Though the investigation certainly did not “produce a consensus on the facts,” it served as the most comprehensive public inquiry to date into the events of Jan. 6, 2021.
Reporting at the conclusion of the committee’s work suggests that the inclusion of these two Republicans—especially Cheney—was an important ingredient in its success. The cooperation of several key witnesses, including former White House aides Cassidy Hutchinson and Sarah Matthews and former Speaker of the Arizona House of Representatives Rusty Bowers, was eased by Cheney’s participation in the investigation. As one senior staff member put it, “‘She was the reason they felt comfortable.
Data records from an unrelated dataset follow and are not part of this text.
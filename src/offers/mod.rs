mod catalog;
mod http;

pub use catalog::CatalogResolver;
pub use http::HttpOfferResolver;

use std::path::Path;

use crate::bill::{resolve_discount, DiscountResolution, ResolvedOffer};
use crate::config::{load_offers, Config};
use crate::error::Result;

/// Turns a promo code or membership name into an offer
pub trait OfferResolver {
    fn resolve(&self, code: &str) -> Result<ResolvedOffer>;
}

/// Pick the remote resolver when an API is configured, offers.toml otherwise
pub fn resolver_for(config: &Config, cfg_dir: &Path) -> Result<Box<dyn OfferResolver>> {
    match &config.offers.api_url {
        Some(url) => Ok(Box::new(HttpOfferResolver::new(url))),
        None => Ok(Box::new(CatalogResolver::new(load_offers(cfg_dir)?))),
    }
}

/// Look up a code and fold the outcome into a discount (0% on any failure)
pub fn lookup_discount(resolver: &dyn OfferResolver, code: &str) -> DiscountResolution {
    resolve_discount(code, resolver.resolve(code))
}
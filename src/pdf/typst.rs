use std::path::Path;
use std::process::Command;

use tracing::debug;

use crate::error::{BillingError, Result};
use crate::invoice::InvoiceDocument;

/// Embedded Typst template for the GST tax invoice.
/// DATA_JSON_PATH is replaced with the JSON file holding the document.
const INVOICE_TEMPLATE: &str = r##"// Tax Invoice Template
// Data is loaded from JSON file

#let data = json("DATA_JSON_PATH")

#set page(
  paper: "a4",
  margin: (top: 2cm, bottom: 2cm, left: 1.8cm, right: 1.8cm),
)

#set text(font: "Helvetica", size: 9pt)

#let fmt-int(digits) = {
  let len = digits.len()
  let out = ""
  for (i, digit) in digits.clusters().enumerate() {
    if i > 0 and calc.rem(len - i, 3) == 0 {
      out += ","
    }
    out += digit
  }
  out
}

#let fmt-money(amount) = {
  let parts = str(calc.round(amount, digits: 2)).split(".")
  let whole = fmt-int(parts.at(0))
  let frac = if parts.len() > 1 { parts.at(1) } else { "00" }
  let frac2 = if frac.len() == 1 { frac + "0" } else { frac }
  data.currency_symbol + whole + "." + frac2
}

#let party(p) = [
  #text(weight: "bold")[#p.name]
  #for line in p.address_lines [
    \ #line
  ]
  #if p.phone != none [
    \ Phone: #p.phone
  ]
  #if p.email != none [
    \ #p.email
  ]
  #if p.gstin != none [
    \ GSTIN: #p.gstin
  ]
]

// Header with seller info and invoice details
#grid(
  columns: (1fr, 1fr),
  align: (left, right),
  [
    #text(size: 16pt, weight: "bold")[#data.seller.name]
    #v(0.3em)
    #for line in data.seller.address_lines [
      #line \
    ]
    #if data.seller.email != none [ #data.seller.email ]
    #if data.seller.phone != none [
      \ #data.seller.phone
    ]
    #if data.seller.gstin != none [
      \ *GSTIN:* #data.seller.gstin
    ]
  ],
  [
    #text(size: 20pt, weight: "bold")[TAX INVOICE]
    #v(0.5em)
    #table(
      columns: (auto, auto),
      stroke: none,
      align: (right, left),
      inset: 2pt,
      [*Invoice \#:*], [#data.number],
      [*Date:*], [#data.date],
      [*Payment:*], [#data.payment_mode],
      ..if data.offer != none { ([*Offer:*], [#data.offer]) } else { () },
    )
  ]
)

#v(1em)
#line(length: 100%, stroke: 0.5pt + gray)
#v(1em)

#text(weight: "bold", size: 10pt)[Bill To:]
#v(0.3em)
#party(data.buyer)

#v(1.5em)

// Line items table
#table(
  columns: (auto, 1fr, auto, auto, auto, auto, auto, auto, auto, auto),
  align: (center, left, right, right, right, right, right, right, right, right),
  stroke: (x, y) => if y == 0 { (bottom: 1pt + black) } else if y > 0 { (bottom: 0.5pt + gray) },
  inset: 5pt,
  fill: (x, y) => if y == 0 { luma(240) } else { none },

  [*\#*], [*Item*], [*Qty*], [*Rate*], [*Disc.*], [*Taxable*], [*GST*], [*CGST*], [*SGST*], [*Total*],

  ..data.line_items.map(row => (
    str(row.index),
    [#row.name #text(size: 7pt, fill: gray)[#row.code]],
    str(row.quantity),
    [#fmt-money(row.unit_price)],
    [#fmt-money(row.discount)],
    [#fmt-money(row.taxable_value)],
    [#str(row.gst_rate)% #if row.tax_treatment == "inclusive" [(incl.)]],
    [#fmt-money(row.cgst)],
    [#fmt-money(row.sgst)],
    [#fmt-money(row.net_total)],
  )).flatten()
)

#v(1em)

// Totals
#align(right)[
  #table(
    columns: (auto, auto),
    stroke: none,
    align: (right, right),
    inset: 5pt,

    [Subtotal:], [#fmt-money(data.totals.subtotal)],

    ..if data.totals.discount > 0 {
      ([Discount (#str(data.totals.discount_percentage)%):], [- #fmt-money(data.totals.discount)])
    } else {
      ()
    },

    [Taxable value:], [#fmt-money(data.totals.taxable_amount)],
    [CGST:], [#fmt-money(data.totals.cgst)],
    [SGST:], [#fmt-money(data.totals.sgst)],

    ..if data.totals.inclusive_gst > 0 {
      ([#text(size: 8pt, fill: gray)[GST included in prices:]], [#text(size: 8pt, fill: gray)[#fmt-money(data.totals.inclusive_gst)]])
    } else {
      ()
    },

    table.hline(stroke: 1pt),
    [*Total:*], [*#fmt-money(data.totals.final_amount)*],
  )
]

#v(1em)
#text(weight: "bold")[Amount in words:] #data.amount_in_words

#v(2em)
#align(center)[#text(size: 8pt, fill: gray)[This is a computer generated invoice.]]
"##;

/// Generate the invoice PDF using the Typst CLI
pub fn generate_pdf(document: &InvoiceDocument, output_path: &Path) -> Result<()> {
    if Command::new("typst").arg("--version").output().is_err() {
        return Err(BillingError::TypstNotFound);
    }

    let temp_dir = std::env::temp_dir().join("billing-cli");
    std::fs::create_dir_all(&temp_dir)?;

    let json_data = serde_json::to_string(document)
        .map_err(|e| BillingError::PdfGeneration(e.to_string()))?;

    let json_path = temp_dir.join("data.json");
    std::fs::write(&json_path, &json_data)?;

    // data.json sits next to the template, so a relative path works under --root
    let template_content = INVOICE_TEMPLATE.replace("DATA_JSON_PATH", "data.json");
    let template_path = temp_dir.join("invoice.typ");
    std::fs::write(&template_path, &template_content)?;

    debug!(number = %document.number, output = %output_path.display(), "compiling invoice");

    let output = Command::new("typst")
        .arg("compile")
        .arg("--root")
        .arg(&temp_dir)
        .arg(&template_path)
        .arg(output_path)
        .output()?;

    if !output.status.success() {
        let stderr = String::from_utf8_lossy(&output.stderr);
        return Err(BillingError::PdfGeneration(stderr.to_string()));
    }

    let _ = std::fs::remove_file(&template_path);
    let _ = std::fs::remove_file(&json_path);

    Ok(())
}
use serde::{Deserialize, Serialize};

#[derive(Debug, Deserialize, Serialize, Clone)]
pub struct Customer {
    pub name: String,
    pub phone: String,
    #[serde(default)]
    pub email: Option<String>,
    #[serde(default)]
    pub address: Option<String>,
    #[serde(default)]
    pub city: Option<String>,
    #[serde(default)]
    pub state: Option<String>,
    #[serde(default)]
    pub gstin: Option<String>,
    /// Membership offer to apply when no other discount is given
    #[serde(default)]
    pub membership: Option<String>,
}
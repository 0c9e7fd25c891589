use std::path::PathBuf;
use thiserror::Error;

#[derive(Error, Debug)]
pub enum BillingError {
    #[error("Config directory not found at {0}. Run 'billing init' to create it.")]
    ConfigNotFound(PathBuf),

    #[error("Config file not found: {0}")]
    ConfigFileNotFound(PathBuf),

    #[error("Failed to parse config file {path}: {source}")]
    ConfigParse {
        path: PathBuf,
        #[source]
        source: toml::de::Error,
    },

    #[error("Customer '{0}' not found in customers.toml")]
    CustomerNotFound(String),

    #[error("Service '{0}' not found in services.toml")]
    ServiceNotFound(String),

    #[error("Product '{0}' not found in products.toml")]
    ProductNotFound(String),

    #[error("Offer '{0}' not found")]
    OfferNotFound(String),

    #[error("Offer lookup failed for '{code}': {reason}")]
    OfferLookup { code: String, reason: String },

    #[error("Invalid quantity '{qty}' for item '{item}': {reason}")]
    InvalidQuantity {
        item: String,
        qty: String,
        reason: String,
    },

    #[error("Invalid item format '{0}'. Expected 'item:quantity' (e.g., 'haircut:1')")]
    InvalidItemFormat(String),

    #[error("No items specified. Use --service or --product <name>:<quantity> to add line items.")]
    NoItems,

    #[error("Invalid {field} ({value}): {reason}")]
    InvalidField {
        field: String,
        value: f64,
        reason: &'static str,
    },

    #[error("Amount {0} cannot be written in words")]
    AmountOutOfRange(f64),

    #[error("Typst not found. Install it from https://typst.app/ or run: cargo install typst-cli")]
    TypstNotFound,

    #[error("Failed to generate PDF: {0}")]
    PdfGeneration(String),

    #[error("IO error: {0}")]
    Io(#[from] std::io::Error),

    #[error("Config directory already exists at {0}")]
    AlreadyInitialized(PathBuf),

    #[error("Invoice '{0}' not found in history")]
    InvoiceNotFound(String),

    #[error("Invalid invoice index '{0}'. Use 'billing list' to see available invoices.")]
    InvalidInvoiceIndex(String),

    #[error("Invoice file not found: {0}")]
    InvoiceFileNotFound(PathBuf),
}

pub type Result<T> = std::result::Result<T, BillingError>;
They weren’t going to do it for Adam Schiff.’”38 While bipartisanship in oversight is often thought of as important for its ability to build credibility, the role of the Select Committee’s Republicans also reminds us that involvement of members from both parties can facilitate participation from a broader range of actors.39
Another lesson to be learned from the experience of the Select Committee is that resources matter. The panel was extremely well-resourced; data on disbursements made by House committees indicates that the January 6th Committee reported on roughly $11.8 million in spending in 2022. This compares to an average of approximately $8.3 million for spending reported on by all other House committees for the same year.40 Indeed, one staffer on the panel, interviewed after the conclusion of the committee’s work, described the situation as one where “the committee was constantly hiring.” As he put it, “it seemed like there was a new communications consultant every single day…you know, one day, there was one guy at a conference table with a laptop, and he just multiplied into, like, 12 people by the time I left.” The committee was, he argued, constrained by the time available to it to do its work but “money was no object.” The time limitation was significant, but within its fixed calendar, “the last six months” of the committee’s time was “dedicated…90% to hearings, report, writing, and making sure those findings reach the public.”41
We should not reasonably expect, however, that all the factors that made the committee effective are transferrable to other panels. Indeed, several are connected to its existence as a select, rather than a standing, committee. In addition to Speaker Pelosi’s ability to influence the committee’s membership to maximize its chances of achieving a certain set of goals, the panel’s entire purpose was to focus on a single investigation. Other congressional committees—even if they had similar resources—are unlikely to share the ability to devote all of their attention to one specific end.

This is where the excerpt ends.